WHAT THE EXERCISE ASKS:
Could you reproduce all of these records exactly?

━━━ DATA FOR PROCESSING ━━━

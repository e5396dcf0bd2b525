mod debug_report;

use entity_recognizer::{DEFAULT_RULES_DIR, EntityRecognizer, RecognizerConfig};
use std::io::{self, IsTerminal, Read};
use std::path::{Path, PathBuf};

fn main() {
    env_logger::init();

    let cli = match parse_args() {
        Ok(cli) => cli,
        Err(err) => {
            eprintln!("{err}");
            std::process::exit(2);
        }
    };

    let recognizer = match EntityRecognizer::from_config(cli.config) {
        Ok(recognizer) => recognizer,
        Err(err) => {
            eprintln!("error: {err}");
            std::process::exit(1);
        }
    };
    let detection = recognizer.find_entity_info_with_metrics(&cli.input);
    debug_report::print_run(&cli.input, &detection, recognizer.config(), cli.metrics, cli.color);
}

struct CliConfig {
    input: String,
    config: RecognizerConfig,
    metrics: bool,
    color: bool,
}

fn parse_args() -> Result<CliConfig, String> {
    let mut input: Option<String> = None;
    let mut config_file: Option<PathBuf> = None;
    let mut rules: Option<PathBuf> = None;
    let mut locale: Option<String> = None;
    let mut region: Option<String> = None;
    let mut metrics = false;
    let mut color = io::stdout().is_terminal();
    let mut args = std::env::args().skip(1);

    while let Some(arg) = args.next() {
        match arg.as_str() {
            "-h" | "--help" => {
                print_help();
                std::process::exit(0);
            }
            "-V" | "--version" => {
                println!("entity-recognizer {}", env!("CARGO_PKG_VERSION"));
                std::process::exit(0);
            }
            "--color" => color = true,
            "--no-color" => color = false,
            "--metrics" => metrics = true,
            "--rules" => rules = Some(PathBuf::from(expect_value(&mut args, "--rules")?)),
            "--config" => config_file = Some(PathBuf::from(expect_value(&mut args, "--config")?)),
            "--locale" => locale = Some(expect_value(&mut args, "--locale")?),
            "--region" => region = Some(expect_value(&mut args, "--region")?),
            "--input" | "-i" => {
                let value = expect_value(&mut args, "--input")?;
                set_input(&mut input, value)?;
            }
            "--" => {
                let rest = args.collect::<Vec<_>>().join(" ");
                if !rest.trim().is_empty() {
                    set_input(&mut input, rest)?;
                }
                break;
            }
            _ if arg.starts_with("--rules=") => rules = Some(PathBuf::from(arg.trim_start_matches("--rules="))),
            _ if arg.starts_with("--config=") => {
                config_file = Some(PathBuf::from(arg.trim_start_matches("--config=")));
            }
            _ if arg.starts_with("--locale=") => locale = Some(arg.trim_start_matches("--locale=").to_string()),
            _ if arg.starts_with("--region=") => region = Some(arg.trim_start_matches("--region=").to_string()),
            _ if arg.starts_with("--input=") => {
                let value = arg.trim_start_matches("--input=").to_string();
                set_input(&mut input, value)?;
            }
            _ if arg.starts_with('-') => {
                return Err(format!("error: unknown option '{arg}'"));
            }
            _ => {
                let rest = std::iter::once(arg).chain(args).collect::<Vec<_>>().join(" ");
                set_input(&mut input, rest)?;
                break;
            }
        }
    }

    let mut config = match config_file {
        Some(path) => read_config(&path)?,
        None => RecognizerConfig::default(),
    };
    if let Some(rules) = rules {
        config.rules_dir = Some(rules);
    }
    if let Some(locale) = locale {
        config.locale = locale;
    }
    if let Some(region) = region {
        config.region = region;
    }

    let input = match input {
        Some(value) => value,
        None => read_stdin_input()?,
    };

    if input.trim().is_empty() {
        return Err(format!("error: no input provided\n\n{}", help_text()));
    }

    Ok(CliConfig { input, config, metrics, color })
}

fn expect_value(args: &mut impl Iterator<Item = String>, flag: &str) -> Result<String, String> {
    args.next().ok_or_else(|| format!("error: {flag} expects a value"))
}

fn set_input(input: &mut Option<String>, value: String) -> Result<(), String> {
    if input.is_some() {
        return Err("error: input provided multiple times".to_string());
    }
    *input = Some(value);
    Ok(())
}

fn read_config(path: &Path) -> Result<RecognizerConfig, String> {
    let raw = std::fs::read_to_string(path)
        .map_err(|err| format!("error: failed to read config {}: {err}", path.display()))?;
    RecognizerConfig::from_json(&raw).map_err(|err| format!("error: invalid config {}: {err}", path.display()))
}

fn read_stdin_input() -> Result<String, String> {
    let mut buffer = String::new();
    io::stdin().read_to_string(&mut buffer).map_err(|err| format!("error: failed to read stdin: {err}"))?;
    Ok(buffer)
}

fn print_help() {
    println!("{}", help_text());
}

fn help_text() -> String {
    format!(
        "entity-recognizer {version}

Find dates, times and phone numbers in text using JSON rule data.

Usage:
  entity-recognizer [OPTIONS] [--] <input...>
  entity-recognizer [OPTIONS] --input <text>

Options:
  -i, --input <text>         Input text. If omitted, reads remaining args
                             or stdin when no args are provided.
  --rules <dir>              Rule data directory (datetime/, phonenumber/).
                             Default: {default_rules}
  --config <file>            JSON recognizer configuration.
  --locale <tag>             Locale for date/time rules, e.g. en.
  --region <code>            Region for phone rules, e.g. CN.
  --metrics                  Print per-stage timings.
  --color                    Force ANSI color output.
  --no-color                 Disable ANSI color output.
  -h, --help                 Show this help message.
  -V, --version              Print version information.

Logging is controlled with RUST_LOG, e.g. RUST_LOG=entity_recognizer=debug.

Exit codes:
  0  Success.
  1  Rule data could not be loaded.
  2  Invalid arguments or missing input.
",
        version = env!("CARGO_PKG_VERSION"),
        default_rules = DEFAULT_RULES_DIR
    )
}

━━━

OUTPUT FOR THIS TASK:
repository e5396dcf0bd2b525
mod debug_report;

use entity_recognizer::{DEFAULT_RULES_DIR, EntityRecognizer, RecognizerConfig};
use std::io::{self, IsTerminal, Read};
use std::path::{Path, PathBuf};

fn main() {
    env_logger::init();

    let cli = match parse_args() {
        Ok(cli) => cli,
        Err(err) => {
            eprintln!("{err}");
            std::process::exit(2);
        }
    };

    let recognizer = match EntityRecognizer::from_config(cli.config) {
        Ok(recognizer) => recognizer,
        Err(err) => {
            eprintln!("error: {err}");
            std::process::exit(1);
        }
    };
    let detection = recognizer.find_entity_info_with_metrics(&cli.input);
    debug_report::print_run(&cli.input, &detection, recognizer.config(), cli.metrics, cli.color);
}

struct CliConfig {
    input: String,
    config: RecognizerConfig,
    metrics: bool,
    color: bool,
}

fn parse_args() -> Result<CliConfig, String> {
    let mut input: Option<String> = None;
    let mut config_file: Option<PathBuf> = None;
    let mut rules: Option<PathBuf> = None;
    let mut locale: Option<String> = None;
    let mut region: Option<String> = None;
    let mut metrics = false;
    let mut color = io::stdout().is_terminal();
    let mut args = std::env::args().skip(1);

    while let Some(arg) = args.next() {
        match arg.as_str() {
            "-h" | "--help" => {
                print_help();
                std::process::exit(0);
            }
            "-V" | "--version" => {
                println!("entity-recognizer {}", env!("CARGO_PKG_VERSION"));
                std::process::exit(0);
            }
            "--color" => color = true,
            "--no-color" => color = false,
            "--metrics" => metrics = true,
            "--rules" => rules = Some(PathBuf::from(expect_value(&mut args, "--rules")?)),
            "--config" => config_file = Some(PathBuf::from(expect_value(&mut args, "--config")?)),
            "--locale" => locale = Some(expect_value(&mut args, "--locale")?),
            "--region" => region = Some(expect_value(&mut args, "--region")?),
            "--input" | "-i" => {
                let value = expect_value(&mut args, "--input")?;
                set_input(&mut input, value)?;
            }
            "--" => {
                let rest = args.collect::<Vec<_>>().join(" ");
                if !rest.trim().is_empty() {
                    set_input(&mut input, rest)?;
                }
                break;
            }
            _ if arg.starts_with("--rules=") => rules = Some(PathBuf::from(arg.trim_start_matches("--rules="))),
            _ if arg.starts_with("--config=") => {
                config_file = Some(PathBuf::from(arg.trim_start_matches("--config=")));
            }
            _ if arg.starts_with("--locale=") => locale = Some(arg.trim_start_matches("--locale=").to_string()),
            _ if arg.starts_with("--region=") => region = Some(arg.trim_start_matches("--region=").to_string()),
            _ if arg.starts_with("--input=") => {
                let value = arg.trim_start_matches("--input=").to_string();
                set_input(&mut input, value)?;
            }
            _ if arg.starts_with('-') => {
                return Err(format!("error: unknown option '{arg}'"));
            }
            _ => {
                let rest = std::iter::once(arg).chain(args).collect::<Vec<_>>().join(" ");
                set_input(&mut input, rest)?;
                break;
            }
        }
    }

    let mut config = match config_file {
        Some(path) => read_config(&path)?,
        None => RecognizerConfig::default(),
    };
    if let Some(rules) = rules {
        config.rules_dir = Some(rules);
    }
    if let Some(locale) = locale {
        config.locale = locale;
    }
    if let Some(region) = region {
        config.region = region;
    }

    let input = match input {
        Some(value) => value,
        None => read_stdin_input()?,
    };

    if input.trim().is_empty() {
        return Err(format!("error: no input provided\n\n{}", help_text()));
    }

    Ok(CliConfig { input, config, metrics, color })
}

fn expect_value(args: &mut impl Iterator<Item = String>, flag: &str) -> Result<String, String> {
    args.next().ok_or_else(|| format!("error: {flag} expects a value"))
}

fn set_input(input: &mut Option<String>, value: String) -> Result<(), String> {
    if input.is_some() {
        return Err("error: input provided multiple times".to_string());
    }
    *input = Some(value);
    Ok(())
}

fn read_config(path: &Path) -> Result<RecognizerConfig, String> {
    let raw = std::fs::read_to_string(path)
        .map_err(|err| format!("error: failed to read config {}: {err}", path.display()))?;
    RecognizerConfig::from_json(&raw).map_err(|err| format!("error: invalid config {}: {err}", path.display()))
}

fn read_stdin_input() -> Result<String, String> {
    let mut buffer = String::new();
    io::stdin().read_to_string(&mut buffer).map_err(|err| format!("error: failed to read stdin: {err}"))?;
    Ok(buffer)
}

fn print_help() {
    println!("{}", help_text());
}

fn help_text() -> String {
    format!(
        "entity-recognizer {version}

Find dates, times and phone numbers in text using JSON rule data.

Usage:
  entity-recognizer [OPTIONS] [--] <input...>
  entity-recognizer [OPTIONS] --input <text>

Options:
  -i, --input <text>         Input text. If omitted, reads remaining args
                             or stdin when no args are provided.
  --rules <dir>              Rule data directory (datetime/, phonenumber/).
                             Default: {default_rules}
  --config <file>            JSON recognizer configuration.
  --locale <tag>             Locale for date/time rules, e.g. en.
  --region <code>            Region for phone rules, e.g. CN.
  --metrics                  Print per-stage timings.
  --color                    Force ANSI color output.
  --no-color                 Disable ANSI color output.
  -h, --help                 Show this help message.
  -V, --version              Print version information.

Logging is controlled with RUST_LOG, e.g. RUST_LOG=entity_recognizer=debug.

Exit codes:
  0  Success.
  1  Rule data could not be loaded.
  2  Invalid arguments or missing input.
",
        version = env!("CARGO_PKG_VERSION"),
        default_rules = DEFAULT_RULES_DIR
    )
}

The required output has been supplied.